Source: SecurityWeek, The Register, gHacks Tech News
During a complex attack, threat actors exploited a previously unknown hardware feature in Apple’s system-on-a-chip (SoC) to bypass hardware-based security and take control of iPhones belonging to senior Kaspersky employees.
This campaign, named ‘Operation Triangulation’, employed several iOS zero-day vulnerabilities, including a remote code execution (RCE) zero-day vulnerability (CVE-2023-32434), to install the stealthy spyware implant TriangleDB without user interaction.
The most notable of these vulnerabilities, CVE-2023-38606, allowed the JavaScript exploit to bypass the Page Protection Layer (PPL) using hardware memory-mapped I/O (MMIO) registers. Kaspersky’s analysis revealed that the exploited MMIO registers belonged to the GPU coprocessor, which the attackers abused to achieve remote code execution (RCE).
The hardware feature in question was likely intended for debugging or might have been included by error. It is undocumented and unknown, with Kaspersky’s Global Research and Analysis Team (GReAT) facing challenges in detecting and analyzing this attack vector due to its obscurity. This vulnerability, patched in July 2023, affected iPhones running iOS versions up to 16.6.
The exploitation of this hardware feature allowed malware to bypass hardware-based memory protection, manipulate protected memory regions, and was critical in the ‘Operation Triangulation’ campaign, which enabled attackers to access targeted devices and deploy spyware. Researchers had to extensively reverse-engineer the device to uncover the vulnerability, focusing on the MMIO addresses used for communication between the CPU and other devices.
The attack campaign compromised users for about four years, since 2019, allowing threat actors to spy on users’ photos, location, etc. The method involved sending a malicious iMessage attachment, such as a PDF file, that could execute code remotely due to a vulnerability related to a TrueType font instruction (CVE-2023-41990).
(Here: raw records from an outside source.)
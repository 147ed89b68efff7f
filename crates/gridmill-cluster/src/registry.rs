use std::collections::HashMap;
use std::sync::{Arc, Mutex};

use thiserror::Error;

use gridmill_core::types::{ClusterName, ServerName};

use crate::client::{ClientHandle, ServerPort};

#[derive(Debug, Error, Clone, PartialEq, Eq)]
pub enum RegistryError {
    #[error("server {server} already registered in cluster {cluster}")]
    DuplicateServer {
        cluster: ClusterName,
        server: ServerName,
    },
}

/// Registry surface consumed by a server coordinator: announce yourself under
/// a unique name, enumerate the cluster's clients.
pub trait ClusterRegistry<T>: Send + Sync {
    fn register_server(
        &self,
        cluster: &ClusterName,
        server: Arc<dyn ServerPort<T>>,
    ) -> Result<(), RegistryError>;

    fn clients(&self, cluster: &ClusterName) -> Vec<ClientHandle<T>>;
}

struct ClusterEntry<T> {
    servers: HashMap<ServerName, Arc<dyn ServerPort<T>>>,
    clients: Vec<ClientHandle<T>>,
}

impl<T> ClusterEntry<T> {
    fn new() -> Self {
        Self {
            servers: HashMap::new(),
            clients: Vec::new(),
        }
    }
}

/// Process-local registry backing a single-host cluster. Clients register
/// themselves through `register_client`; the `ClusterRegistry` impl is the
/// server-side surface.
pub struct MemoryRegistry<T> {
    clusters: Mutex<HashMap<ClusterName, ClusterEntry<T>>>,
}

impl<T> MemoryRegistry<T> {
    pub fn new() -> Self {
        Self {
            clusters: Mutex::new(HashMap::new()),
        }
    }

    pub fn register_client(&self, cluster: &ClusterName, client: ClientHandle<T>) {
        let mut guard = self.lock();
        guard
            .entry(cluster.clone())
            .or_insert_with(ClusterEntry::new)
            .clients
            .push(client);
    }

    fn lock(&self) -> std::sync::MutexGuard<'_, HashMap<ClusterName, ClusterEntry<T>>> {
        self.clusters.lock().unwrap_or_else(|e| e.into_inner())
    }
}

impl<T> Default for MemoryRegistry<T> {
    fn default() -> Self {
        Self::new()
    }
}

impl<T> ClusterRegistry<T> for MemoryRegistry<T>
where
    T: Send + Sync,
{
    fn register_server(
        &self,
        cluster: &ClusterName,
        server: Arc<dyn ServerPort<T>>,
    ) -> Result<(), RegistryError> {
        let mut guard = self.lock();
        let entry = guard
            .entry(cluster.clone())
            .or_insert_with(ClusterEntry::new);
        let name = server.server_name().clone();
        if entry.servers.contains_key(&name) {
            return Err(RegistryError::DuplicateServer {
                cluster: cluster.clone(),
                server: name,
            });
        }
        entry.servers.insert(name, server);
        Ok(())
    }

    fn clients(&self, cluster: &ClusterName) -> Vec<ClientHandle<T>> {
        self.lock()
            .get(cluster)
            .map(|entry| entry.clients.clone())
            .unwrap_or_default()
    }
}
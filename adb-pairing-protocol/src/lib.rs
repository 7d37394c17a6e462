//! ADB Pairing Protocol Implementation
//!
//! On-device client for the ADB Wireless debugging pairing handshake: the
//! same SPAKE2-over-TLS exchange `adb pair` performs from a computer, run
//! against the device's own pairing service.

pub mod crypto;
pub mod discovery;
pub mod identity;
pub mod pairing;
pub mod transport;

mod error;
pub use discovery::{DiscoveryConfig, PresenceEvent, ServiceDiscovery};
pub use error::{FailureReason, PairingError, Result};
pub use identity::{PairingCredential, PairingKeyStore};
pub use pairing::{
    AuthorizedPeerRecord, PairingCode, PairingConfig, PairingEndpoint, PairingOrchestrator,
    PairingOutcome, PairingState,
};

/// Frame header version we speak
pub const PROTOCOL_VERSION: u8 = transport::FRAME_VERSION;

#[cfg(test)]
mod tests {
    use super::*;

    #[test]
    fn test_protocol_version() {
        assert_eq!(PROTOCOL_VERSION, 1);
    }
}
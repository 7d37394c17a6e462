//! AES-128-GCM session cipher
//!
//! The key is HKDF-SHA256 over the SPAKE2 output (empty salt, fixed info
//! string). Each direction keeps its own message counter; the nonce is the
//! counter in little-endian followed by four zero bytes:
//!
//! ```text
//! nonce (12 bytes) = counter (8 bytes LE) || 0x00000000
//! ```
//!
//! The receiving counter only advances on a successful open, so a replayed or
//! reordered message fails authentication.

use super::{PakeError, SharedSecret};
use ring::aead::{self, Aad, LessSafeKey, Nonce, UnboundKey, NONCE_LEN};
use ring::hkdf;

/// HKDF info string for the pairing key
const HKDF_INFO: &[u8] = b"adb pairing_auth aes-128-gcm key";

/// Bytes added to each sealed message
pub const AEAD_TAG_LEN: usize = 16;

/// Message cipher for one pairing session
pub struct SessionCipher {
    key: LessSafeKey,
    enc_counter: u64,
    dec_counter: u64,
}

impl SessionCipher {
    /// Derive the session key from the PAKE output
    pub fn new(secret: &SharedSecret) -> Result<Self, PakeError> {
        let prk = hkdf::Salt::new(hkdf::HKDF_SHA256, &[]).extract(secret.as_bytes());
        let okm = prk
            .expand(&[HKDF_INFO], &aead::AES_128_GCM)
            .map_err(|_| PakeError::KeyDerivation)?;
        let key = LessSafeKey::new(UnboundKey::from(okm));

        Ok(Self {
            key,
            enc_counter: 0,
            dec_counter: 0,
        })
    }

    fn nonce(counter: u64) -> Nonce {
        let mut bytes = [0u8; NONCE_LEN];
        bytes[..8].copy_from_slice(&counter.to_le_bytes());
        Nonce::assume_unique_for_key(bytes)
    }

    /// Encrypt the next outbound message
    pub fn seal(&mut self, plaintext: &[u8]) -> Result<Vec<u8>, PakeError> {
        let next = self
            .enc_counter
            .checked_add(1)
            .ok_or(PakeError::CounterExhausted)?;

        let mut in_out = Vec::with_capacity(plaintext.len() + AEAD_TAG_LEN);
        in_out.extend_from_slice(plaintext);
        self.key
            .seal_in_place_append_tag(Self::nonce(self.enc_counter), Aad::empty(), &mut in_out)
            .map_err(|_| PakeError::Malformed("message too large to encrypt".to_string()))?;

        self.enc_counter = next;
        Ok(in_out)
    }

    /// Decrypt and authenticate the next inbound message
    ///
    /// Fails with [`PakeError::Mismatch`] when the peer derived a different
    /// key (wrong code) or the message was altered, replayed or reordered.
    pub fn open(&mut self, ciphertext: &[u8]) -> Result<Vec<u8>, PakeError> {
        if ciphertext.len() < AEAD_TAG_LEN {
            return Err(PakeError::Malformed(format!(
                "encrypted message is {} bytes, shorter than the tag",
                ciphertext.len()
            )));
        }
        let next = self
            .dec_counter
            .checked_add(1)
            .ok_or(PakeError::CounterExhausted)?;

        let mut in_out = ciphertext.to_vec();
        let plaintext_len = self
            .key
            .open_in_place(Self::nonce(self.dec_counter), Aad::empty(), &mut in_out)
            .map_err(|_| PakeError::Mismatch)?
            .len();
        in_out.truncate(plaintext_len);

        self.dec_counter = next;
        Ok(in_out)
    }

    /// Messages sealed so far
    pub fn sent(&self) -> u64 {
        self.enc_counter
    }

    /// Messages opened so far
    pub fn received(&self) -> u64 {
        self.dec_counter
    }
}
The attackers exploited multiple stage attacks, including exploiting kernel vulnerabilities, to gain root privileges and install the spyware. Apple has since patched these vulnerabilities after being informed by Kaspersky. The discovery process was challenging due to the closed nature of the iOS ecosystem, requiring a comprehensive understanding of both hardware and software architectures.
Observations:
This incident stands as a good example of the fact that advanced hardware-based protections can be ineffective against sophisticated attackers, particularly when hardware features allow bypassing these protections. As discussed by @hackerfantastic on Twitter, this feels like the work of an intelligence agency.
The Twitter thread suggests that the level of sophistication, selective targeting, and the background bureaucratic processes involved in these types of attacks point more towards the work of an intelligence agency rather than a typical APT.